Mixed convective peristaltic transport of hybrid nanofluid in the annular region of eccentric cylinders under lubrication approximation theory

The study investigates mixed-convective peristaltic transport of an Al 2 O 3 –Cu /water hybrid nanofluid in the annular region between eccentric cylinders, a configuration relevant to biomedical devices such as endoscopes and catheters, where heat transfer and flow regulation are critical. Using long-wavelength and low-Reynolds-number approximations, the governing equations were solved analytically through a perturbation method and validated numerically with an error below 0.1%. The results show that fluid temperature increases by up to 18% with higher heat-generation strength and decreases by approximately 12% as eccentricity increases.
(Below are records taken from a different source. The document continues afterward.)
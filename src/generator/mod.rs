//! Synthetic response generation.
//!
//! Manufactures a plausible, fully reproducible history of kiosk visits:
//! weighted samplers for each answer, a seasonal visitor-volume model and
//! the synthesizer that walks the calendar.

pub mod samplers;
pub mod synthesizer;
pub mod volume;

pub use synthesizer::{generate_archive, Synthesizer};
pub use volume::{DayVolume, HolidayRush};
//! Response persistence - storage blob and export.
//!
//! Saves and loads the response archive as one JSON file, and exports it
//! to the dashboard's CSV layout.

pub mod csv;
pub mod store;

pub use csv::{default_file_name, export_csv, parse_columns, write_csv, CsvColumn};
pub use store::{append_responses, load_or_generate, load_responses, regenerate, save_responses};
use diesel::prelude::*;

use crate::domain::category::{Category, NewCategory};
use crate::domain::types::{CategoryId, CategoryName};
use crate::models::category::{Category as DbCategory, NewCategory as DbNewCategory};
use crate::repository::errors::RepositoryResult;
use crate::repository::{CategoryReader, CategoryWriter, DieselRepository};

impl CategoryReader for DieselRepository {
    fn list_categories(&self) -> RepositoryResult<Vec<Category>> {
        use crate::schema::category;

        let mut conn = self.conn()?;

        let items = category::table
            .load::<DbCategory>(&mut conn)?
            .into_iter()
            .map(TryInto::try_into)
            .collect::<Result<Vec<Category>, _>>()?;

        Ok(items)
    }

    fn get_category_by_id(&self, id: CategoryId) -> RepositoryResult<Option<Category>> {
        use crate::schema::category;

        let mut conn = self.conn()?;

        let item = category::table
            .filter(category::id.eq(id.get()))
            .first::<DbCategory>(&mut conn)
            .optional()?;

        let item = item.map(TryInto::try_into).transpose()?;
        Ok(item)
    }

    fn category_name_exists(&self, name: &CategoryName) -> RepositoryResult<bool> {
        use crate::schema::category;

        let mut conn = self.conn()?;

        let total = category::table
            .filter(category::name.eq(name.as_str()))
            .count()
            .get_result::<i64>(&mut conn)?;

        Ok(total > 0)
    }
}

impl CategoryWriter for DieselRepository {
    fn create_category(&self, category: &NewCategory) -> RepositoryResult<Category> {
        use crate::schema::category;

        let mut conn = self.conn()?;
        let db_category: DbNewCategory = category.clone().into();

        let created = diesel::insert_into(category::table)
            .values(db_category)
            .get_result::<DbCategory>(&mut conn)?;

        Ok(created.try_into()?)
    }

    fn update_category(&self, id: CategoryId, name: &CategoryName) -> RepositoryResult<usize> {
        use crate::schema::category;

        let mut conn = self.conn()?;

        let affected = diesel::update(category::table.filter(category::id.eq(id.get())))
            .set(category::name.eq(name.as_str()))
            .execute(&mut conn)?;

        Ok(affected)
    }

    fn delete_category(&self, id: CategoryId) -> RepositoryResult<usize> {
        use crate::schema::category;

        let mut conn = self.conn()?;

        let affected = diesel::delete(category::table.filter(category::id.eq(id.get())))
            .execute(&mut conn)?;

        Ok(affected)
    }
}
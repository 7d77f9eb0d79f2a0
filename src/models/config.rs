use serde::Deserialize;

/// Configuration options for the catalog server.
#[derive(Clone, Debug, Deserialize)]
pub struct ServerConfig {
    /// Path or URL of the SQLite database file.
    pub database_url: String,
    /// Address the HTTP server binds to.
    #[serde(default = "default_host")]
    pub host: String,
    /// Port the HTTP server listens on.
    #[serde(default = "default_port")]
    pub port: u16,
}

fn default_host() -> String {
    "127.0.0.1".to_string()
}

fn default_port() -> u16 {
    8000
}
use diesel::prelude::*;

use crate::domain::category::{Category as DomainCategory, NewCategory as DomainNewCategory};
use crate::domain::types::{CategoryName, TypeConstraintError};

/// Diesel model representing the `category` table.
#[derive(Debug, Clone, Identifiable, Queryable)]
#[diesel(table_name = crate::schema::category)]
pub struct Category {
    pub id: i32,
    pub name: String,
}

/// Insertable form of [`Category`].
#[derive(Debug, Insertable)]
#[diesel(table_name = crate::schema::category)]
pub struct NewCategory {
    pub name: String,
}

impl TryFrom<Category> for DomainCategory {
    type Error = TypeConstraintError;

    fn try_from(category: Category) -> Result<Self, Self::Error> {
        Ok(Self {
            id: category.id.try_into()?,
            name: CategoryName::new(category.name)?,
        })
    }
}

impl From<DomainNewCategory> for NewCategory {
    fn from(category: DomainNewCategory) -> Self {
        Self {
            name: category.name.into_inner(),
        }
    }
}
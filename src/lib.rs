//! Core library exports for the video catalog service.
//!
//! This crate exposes the domain, models, repository, forms, routes and
//! service layers used by the catalog web application. The `data` feature
//! compiles only the persistence/domain layer; `server` adds the full
//! Actix-web application.

#[cfg(feature = "data")]
pub mod db;
#[cfg(feature = "data")]
pub mod domain;
#[cfg(feature = "data")]
pub mod models;
#[cfg(feature = "data")]
pub mod repository;
#[cfg(feature = "data")]
pub mod schema;

#[cfg(feature = "server")]
pub mod dto;
#[cfg(feature = "server")]
pub mod forms;
#[cfg(feature = "server")]
pub mod routes;
#[cfg(feature = "server")]
pub mod services;
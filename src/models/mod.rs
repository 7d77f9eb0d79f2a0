//! Diesel row structs mirroring the database schema.

pub mod category;
#[cfg(feature = "server")]
pub mod config;
pub mod video;
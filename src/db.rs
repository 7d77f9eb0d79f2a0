//! SQLite connection pooling.

use diesel::SqliteConnection;
use diesel::r2d2::{ConnectionManager, Pool, PoolError, PooledConnection};

/// Shared r2d2 pool over SQLite connections.
pub type DbPool = Pool<ConnectionManager<SqliteConnection>>;
/// A single connection checked out of the pool.
pub type DbConnection = PooledConnection<ConnectionManager<SqliteConnection>>;

/// Build a connection pool for the given SQLite database URL.
pub fn establish_connection_pool(database_url: &str) -> Result<DbPool, PoolError> {
    let manager = ConnectionManager::<SqliteConnection>::new(database_url);
    Pool::builder().build(manager)
}
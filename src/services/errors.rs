use thiserror::Error;

use crate::domain::types::TypeConstraintError;

/// Generic error type used by service layer functions.
#[derive(Debug, Error, PartialEq, Eq)]
pub enum ServiceError {
    /// Requested entity does not exist or does not satisfy its state
    /// precondition.
    #[error("not found")]
    NotFound,
    /// Duplicate name on create, or delete blocked by referenced videos.
    #[error("conflict")]
    Conflict,
    /// A field constraint was violated.
    #[error("{0}")]
    Validation(String),
    /// An unexpected internal error occurred.
    #[error("internal error")]
    Internal,
}

impl From<TypeConstraintError> for ServiceError {
    fn from(value: TypeConstraintError) -> Self {
        Self::Validation(value.to_string())
    }
}

/// Convenient alias for results returned from service functions.
pub type ServiceResult<T> = Result<T, ServiceError>;
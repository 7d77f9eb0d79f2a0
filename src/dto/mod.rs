//! Plain serializable response shapes.

use serde::Serialize;

pub mod categories;
pub mod videos;

/// Confirmation payload for hard and soft deletes.
#[derive(Debug, Clone, PartialEq, Serialize)]
pub struct DeletedDto {
    #[serde(rename = "Deleted")]
    pub deleted: i32,
}

/// Confirmation payload for restores.
#[derive(Debug, Clone, PartialEq, Serialize)]
pub struct RestoredDto {
    #[serde(rename = "Restored")]
    pub restored: i32,
}
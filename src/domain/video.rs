use chrono::NaiveDateTime;
use serde::{Deserialize, Serialize};

use crate::domain::types::{CategoryId, VideoId, VideoTitle, YoutubeCode};

/// Canonical video record.
///
/// Videos are never hard-deleted; `is_active` is flipped instead so that a
/// removed video stays addressable for restore.
#[derive(Debug, Clone, Serialize, Deserialize, PartialEq)]
pub struct Video {
    pub id: VideoId,
    pub title: VideoTitle,
    pub youtube_code: YoutubeCode,
    pub category_id: CategoryId,
    pub is_active: bool,
    pub date_created: NaiveDateTime,
    pub date_last_modified: Option<NaiveDateTime>,
}

/// Data required to insert a new [`Video`].
///
/// New videos start active with `date_last_modified` unset; it stays null
/// until the first mutating operation.
#[derive(Debug, Clone, Serialize, Deserialize, PartialEq)]
pub struct NewVideo {
    pub title: VideoTitle,
    pub youtube_code: YoutubeCode,
    pub category_id: CategoryId,
    pub date_created: NaiveDateTime,
}

/// Optional-field patch applied to an existing [`Video`].
///
/// Fields left as `None` keep the persisted value.
#[derive(Debug, Clone, Default, PartialEq)]
pub struct VideoPatch {
    pub title: Option<VideoTitle>,
    pub youtube_code: Option<YoutubeCode>,
    pub category_id: Option<CategoryId>,
}

impl VideoPatch {
    /// Merge this patch onto a persisted video, overriding only the fields
    /// that are present and stamping the modification time.
    pub fn apply(self, video: &Video, now: NaiveDateTime) -> VideoUpdate {
        VideoUpdate {
            title: self.title.unwrap_or_else(|| video.title.clone()),
            youtube_code: self.youtube_code.unwrap_or_else(|| video.youtube_code.clone()),
            category_id: self.category_id.unwrap_or(video.category_id),
            date_last_modified: now,
        }
    }
}

/// Fully-merged field set written back by a video update.
#[derive(Debug, Clone, PartialEq)]
pub struct VideoUpdate {
    pub title: VideoTitle,
    pub youtube_code: YoutubeCode,
    pub category_id: CategoryId,
    pub date_last_modified: NaiveDateTime,
}

/// Row shape of the categorised-videos join.
#[derive(Debug, Clone, Serialize, Deserialize, PartialEq)]
pub struct CategorisedVideo {
    pub category_name: String,
    pub title: String,
    pub youtube_code: String,
}

/// Row shape of the active-video listing join.
#[derive(Debug, Clone, Serialize, Deserialize, PartialEq)]
pub struct VideoListing {
    pub id: i32,
    pub title: String,
    pub youtube_code: String,
    pub category_name: String,
}

#[cfg(test)]
mod tests {
    use super::*;
    use crate::domain::types::{CategoryId, VideoId, VideoTitle, YoutubeCode};
    use chrono::DateTime;

    fn sample_video() -> Video {
        Video {
            id: VideoId::new(1).unwrap(),
            title: VideoTitle::new("Original title").unwrap(),
            youtube_code: YoutubeCode::new("dQw4w9WgXcQ").unwrap(),
            category_id: CategoryId::new(1).unwrap(),
            is_active: true,
            date_created: DateTime::from_timestamp(0, 0).unwrap().naive_utc(),
            date_last_modified: None,
        }
    }

    #[test]
    fn empty_patch_keeps_all_fields() {
        let video = sample_video();
        let now = DateTime::from_timestamp(60, 0).unwrap().naive_utc();

        let update = VideoPatch::default().apply(&video, now);

        assert_eq!(update.title, video.title);
        assert_eq!(update.youtube_code, video.youtube_code);
        assert_eq!(update.category_id, video.category_id);
        assert_eq!(update.date_last_modified, now);
    }

    #[test]
    fn patch_overrides_only_present_fields() {
        let video = sample_video();
        let now = DateTime::from_timestamp(60, 0).unwrap().naive_utc();
        let patch = VideoPatch {
            title: Some(VideoTitle::new("New title").unwrap()),
            ..Default::default()
        };

        let update = patch.apply(&video, now);

        assert_eq!(update.title, "New title");
        assert_eq!(update.youtube_code, video.youtube_code);
        assert_eq!(update.category_id, video.category_id);
    }
}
Velocity rises by nearly 20% with increasing Grashof number due to stronger buoyancy effects. The axial pressure gradient increases markedly by up to 25% with eccentricity and by 15% with inner-cylinder enlargement because of geometric narrowing of the flow passage. The heat-transfer rate (Nusselt number) is enhanced by approximately 30% with larger amplitude ratios and eccentricity, demonstrating stronger thermal transport in the narrowed portions of the eccentric annulus. Likewise, the wall shear stress increases by 18–25% depending on the eccentricity and heat source/sink parameter, indicating higher viscous resistance in constricted regions. Hybrid nanofluid behavior further enhances thermal performance compared with single-nanoparticle nanofluids. The work provides the first combined analysis of mixed convection, heat generation or absorption, and hybrid nanofluid transport in an eccentric annular peristaltic system, extending existing models to more realistic biomedical geometries and offering new insights into thermal–fluid behaviour during endoscope- or catheter-assisted transport.